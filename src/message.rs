// Copyright (C) 2022-2025 Michael Herstine <sp1ff@pobox.com>
//
// This file is part of tracing-journalhook.
//
// tracing-journalhook is free software: you can redistribute it and/or modify it under the terms
// of the GNU General Public License as published by the Free Software Foundation, either version 3
// of the License, or (at your option) any later version.
//
// tracing-journalhook is distributed in the hope that it will be useful, but WITHOUT ANY WARRANTY;
// without even the implied warranty of MERCHANTABILITY or FITNESS FOR A PARTICULAR PURPOSE.  See
// the GNU General Public License for more details.
//
// You should have received a copy of the GNU General Public License along with
// tracing-journalhook.  If not, see <http://www.gnu.org/licenses/>.

//! Choosing the text of the journal's `MESSAGE` field.
//!
//! By default `journalctl` shows only the contents of `MESSAGE`. If an entry carries no message
//! but does carry an `error` field, the error becomes the message (and is removed from the
//! fields, so it isn't recorded twice). This makes it possible to write
//!
//! ```ignore
//! tracing::error!(error = %err);
//! ```
//!
//! without providing an additional message & still have something to look at.

use crate::{
    entry::{Fields, LogEntry},
    normalize::stringify_value,
};

/// The field consulted when an entry has no message
pub const ERROR_FIELD: &str = "error";

/// Return the message to send for `entry` along with the fields that remain to be sent.
///
/// `entry` is not modified; the returned fields are a copy.
pub fn resolve_message(entry: &LogEntry) -> (String, Fields) {
    let mut fields = entry.fields.clone();
    if entry.message.is_empty() {
        if let Some(err) = fields.remove(ERROR_FIELD) {
            return (stringify_value(&err), fields);
        }
    }
    (entry.message.clone(), fields)
}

> [Exercise]: Print exactly the stretch of lines beginning with the one that holds "let mut fields = entry.fields.clone();" and ending at the last line above.

> [Answer section]:
    let mut fields = entry.fields.clone();
    if entry.message.is_empty() {
        if let Some(err) = fields.remove(ERROR_FIELD) {
            return (stringify_value(&err), fields);
        }
    }
    (entry.message.clone(), fields)
}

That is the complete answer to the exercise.